How to combine boost::spirit::lex & boost::spirit::qi?

Question

I have a lexer and based on that lexer I now want to create a grammar that used the tokens generated by this lexer. I tried adapting some examples that I found and now I have something that compiles and works at least a little bit, but one of my tests that should fail does not.

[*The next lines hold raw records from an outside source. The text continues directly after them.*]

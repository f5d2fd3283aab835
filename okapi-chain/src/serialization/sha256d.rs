//! The double-SHA256 hash used for block and transaction ids.

use std::io;

use sha2::{Digest, Sha256};

/// An `io::Write` sink that computes SHA256(SHA256(input)).
#[derive(Default)]
pub struct Writer {
    hash: Sha256,
}

impl io::Write for Writer {
    fn write(&mut self, buf: &[u8]) -> io::Result<usize> {
        self.hash.update(buf);
        Ok(buf.len())
    }

    fn flush(&mut self) -> io::Result<()> {
        Ok(())
    }
}

impl Writer {
    /// Consume the writer and produce the double hash.
    pub fn finish(self) -> [u8; 32] {
        let first = self.hash.finalize();
        let second = Sha256::digest(&first);
        let mut result = [0u8; 32];
        result.copy_from_slice(&second);
        result
    }
}

/// Double-hash a byte slice in one call.
pub fn hash(data: &[u8]) -> [u8; 32] {
    use io::Write;

    let mut writer = Writer::default();
    writer.write_all(data).expect("sha256d::Writer is infallible");
    writer.finish()
}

Now I want to know why and I also want to know what I'm actually doing there (I want to understand - I just copied some code from some examples but that doesn't really improve the understanding much).

Lexer:

#include <boost/spirit/include/lex_lexertl.hpp>

namespace lex = boost::spirit::lex;

enum LexerIDs { ID_IDENTIFIER, ID_WHITESPACE, ID_INTEGER, ID_FLOAT, ID_PUNCTUATOR };

template <typename Lexer>
struct custom_lexer : lex::lexer<Lexer>
{
    custom_lexer()
        : identifier("[a-zA-Z_][a-zA-Z0-9_]*")
        , white_space("[ \\t\\n]+")
        , integer_value("[1-9][0-9]*")
        , hex_value("0[xX][0-9a-fA-F]+")
        , float_value("[0-9]*\\.[0-9]+([eE][+-]?[0-9]+)?")
        , float_value2("[0-9]+\\.([eE][+-]?[0-9]+)?")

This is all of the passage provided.